LOCAL, SHARED, COMMON GLOBAL AND GLOBAL VARIABLES

There are four types of shared data areas in R/BASIC, summarized as follows:

Global         @Variables. These may be globally readable (@USERNAME),
               globally settable (@USER0, @SENTENCE), or readable/settable
               for the current recursive (TCL) level (@LEVEL, @RECUR).

Common Global  Common areas established with a label, i.e., labelled common.
               Information in labelled common is available to all programs
               (main or subroutine/function) that declare the same label.
               Information is maintained for the entirety of the logon
               session unless explicitly nulled (although this does not
               de-allocate the labelled area).

Shared         Argument lists and explicit COMMON variables. This is a
               limited form of inheritance by which one program can share
               data with programs "below" it. Variables of these types can
               be shared between one main program and any subroutines or
               functions called by that main program, including subroutines
               that call further subroutines. A main program cannot,
               however, share arguments or common variables with another
               main program. Any change made to a shared variable in any of
               the interrelated programs is reflected for all subsequent
               access to that variable. There are differences in the way
               arguments and common variables are handled (See below).

Local          Variables in a program that are not one of the above, i.e.
               that are not @-variables, labelled common, common, or part of
               an argument list.

PASSING BY REFERENCE, PASSING BY VALUE

R/BASIC passes information in argument lists, common, labelled common, and @variables by reference. This means that the variable in the calling and called program are referencing the same physical data (more accurately, the same area of memory), even if the variables in the two programs happened to have different names. By extension, this means that if a subroutine changes the value of a variable passed to it in an argument list or shared via a COMMON declaration, this change is reflected in the main program, because both programs are actually referring to the same information.

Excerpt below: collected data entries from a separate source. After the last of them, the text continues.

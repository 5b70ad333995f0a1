//! Git backend: prompt files read from the tree of one commit

use git2::{Delta, FileMode, ObjectType, Oid, Repository, TreeWalkMode, TreeWalkResult};
use tracing::debug;

use super::{PromptSource, SourceEntry, in_scope};
use crate::error::{PromptError, Result};
use crate::format::ParserTable;

/// A repository pinned to one resolved commit
///
/// Only the committed tree is read, so uncommitted edits in the working
/// directory are invisible.
pub struct GitSource {
    repo: Repository,
    commit: Oid,
}

impl GitSource {
    /// Resolve `revision` (branch, tag, or commit id; `HEAD` when absent)
    pub fn new(repo: Repository, revision: Option<&str>) -> Result<Self> {
        let spec = revision.unwrap_or("HEAD");
        debug!(%spec, "GitSource::new: called");
        let unsupported = |e: git2::Error| PromptError::UnsupportedRevision {
            revision: spec.to_string(),
            reason: e.message().to_string(),
        };
        let commit = repo
            .revparse_single(spec)
            .and_then(|obj| obj.peel_to_commit())
            .map_err(unsupported)?
            .id();
        debug!(%commit, "GitSource::new: resolved");
        Ok(Self { repo, commit })
    }

    pub fn commit_id(&self) -> Oid {
        self.commit
    }
}

impl PromptSource for GitSource {
    fn entries(&self, scope: Option<&str>, parsers: &ParserTable) -> Result<Vec<SourceEntry>> {
        debug!(?scope, commit = %self.commit, "GitSource::entries: called");
        let tree = self.repo.find_commit(self.commit)?.tree()?;

        let mut blobs: Vec<(String, Oid)> = Vec::new();
        tree.walk(TreeWalkMode::PreOrder, |dir, entry| {
            // Symlinks are stored as blobs too
            if entry.kind() != Some(ObjectType::Blob) || entry.filemode() == i32::from(FileMode::Link) {
                return TreeWalkResult::Ok;
            }
            let Some(name) = entry.name() else {
                return TreeWalkResult::Ok;
            };
            let path = format!("{}{}", dir, name);
            if parsers.recognizes(&path) && in_scope(&path, scope) {
                blobs.push((path, entry.id()));
            }
            TreeWalkResult::Ok
        })?;

        blobs
            .into_iter()
            .map(|(path, oid)| {
                let content = self.repo.find_blob(oid)?.content().to_vec();
                debug!(%path, "GitSource::entries: found blob");
                Ok(SourceEntry { path, content })
            })
            .collect()
    }

    fn changed_paths(&self) -> Result<Option<Vec<String>>> {
        let commit = self.repo.find_commit(self.commit)?;
        let tree = commit.tree()?;
        let parent_tree = if commit.parent_count() == 0 {
            None
        } else {
            Some(commit.parent(0)?.tree()?)
        };

        let diff = self.repo.diff_tree_to_tree(parent_tree.as_ref(), Some(&tree), None)?;
        let paths: Vec<String> = diff
            .deltas()
            .filter(|delta| matches!(delta.status(), Delta::Added | Delta::Modified))
            .filter_map(|delta| delta.new_file().path().map(|p| p.to_string_lossy().replace('\\', "/")))
            .collect();
        debug!(?paths, "GitSource::changed_paths: diff against first parent");
        Ok(Some(paths))
    }

    fn revision(&self) -> Option<String> {
        Some(self.commit.to_string())
    }
}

It is possible to pass by value, which means that the calling and called routines have separate copies of the data. This is done in R/BASIC by passing an expression (rather than a variable) in an argument list or common area (this doesn't work for @Variables). For example:

0001     CALL MYSUB(A:B, 2 + 3, "TEST")

All three arguments in the example are expressions, and are therefore passed by value. In other words, the subroutine will receive the values represented by the expressions. However, no change can be made to the arguments, as this calling syntax does not allow for a value to be returned using the argument list. (Functions can be called successfully in this manner, as they return a value "in place").

DESCRIPTERS

Underlying R/BASIC's use of variables is a fairly common operating system technology known as a descripter (or descriptor) table. Simply put, the descripter table is an array of all the variables currently in use anywhere in the system, including @variables (mostly), local variables, labelled common variables, and a couple of other lower-level types. If you like, you can think of a descripter table as a large bank of pigeonholes or postboxes into which information about the data in a variable can be stored.

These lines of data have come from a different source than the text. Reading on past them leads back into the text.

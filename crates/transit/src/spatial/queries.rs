//! Spatial query utilities for distance calculations.
//!
//! Uses Haversine formula for accurate distances on Earth's surface.

use geo::{HaversineDistance, Point};

/// Calculate Haversine distance between two points in meters
pub fn haversine_distance(p1: Point, p2: Point) -> f64 {
    p1.haversine_distance(&p2)
}

#[cfg(test)]
mod tests {
    use super::*;

    #[test]
    fn test_haversine_distance() {
        // Mumbai Central to New Delhi is approximately 1,165 km as the crow flies
        let mumbai = Point::new(72.8194, 18.9690);
        let delhi = Point::new(77.2194, 28.6430);

        let dist = haversine_distance(mumbai, delhi);
        assert!((dist - 1_165_000.0).abs() < 10_000.0); // Within 10km
    }

    #[test]
    fn test_same_point_is_zero() {
        let point = Point::new(77.5713, 12.9767);
        assert_eq!(haversine_distance(point, point), 0.0);
    }
}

Each variable in each program has one entry (usually) in the descripter table. Each entry in the descripter table is 10 bytes long, and the table as a whole can be thought of as a single huge variable (more accurately, a single segment), and is therefore limited to 64k. By deduction, the maximum number of variables that can be allocated in toto for one session is 64k/10 or 6,535. The system itself has grabbed about one thousand of these by the time the user takes control, however, so there are somewhat closer to 5,000 available at level 1 TCL.

ALLOCATION OF DESCRIPTERS.

In the simplest scenario, when a program is loaded, the system allocates a descripter for every variable in the program. One of the data in a program is the number of variables it requires, so this is known as soon as the program object code is read. For example, if a program uses 5 local variables, the system allocates 5 descripter table entries when the program is loaded. When the program terminates, the descripters are de-allocated, and those slots in the table again become available.

When you call a subroutine or function, the system loads the code for the routine and allocates descripters for its variables as well (but see below). When the subroutine or function executes a RETURN statement, however, its descripters are not de-allocated. They remain in the table (as, in fact, its code remains in the program stack) until the main program that called them terminates with a STOP statement.

DIMENSIONED ARRAYS

One relatively common problem arises out of the attempt to dimension a particularly large array (for example, DIM ARRAY(100,100)). This results in the error "maximum number of errors exceded [sic]". As it happens, R/BASIC attempts to allocate one descriptor table entry for each element in the dimensioned array (plus 2 extra). For example, the statement DIM ARRAY (100,100) attempts to allocate 10,002 descripters, considerably beyond the size of the table. The result is as noted. (This is not a problem for dynamic arrays because dynamics arrays are treated as a single variable that just happens to have delimiters in it. As a note of interest, this explains why access to the 5,000th element of a dimensioned array is faster than access to the 5,000th element of a dynamic array. In the former case, the system can extract the data as if it were its own variable, which in effect it is. In the latter case, the system must scan through a single large string looking for the 4,999th and 5,000th delimiters).

ARGUMENTS

Shared variables passed as arguments are handled a bit differently. In the main program they are allocated as individual entries in the descripter table. In the called routines, however, a variable that is in the argument list is not simply allocated a new, independent descripter table entry. Shared variables in a subroutine do in fact get entries in the table, but the entries are not "normal" entries. Indeed, they are pointers to the descripters that do contain the data for that variable. Thus a reference to an argument in a subroutine is looked up in the descripter table, which points it to another entry. The effect, as noted earlier, is that there is only one "real" descripter for a shared variable, and only one physical location for the data. All other references to it via argument lists all point to this one entry.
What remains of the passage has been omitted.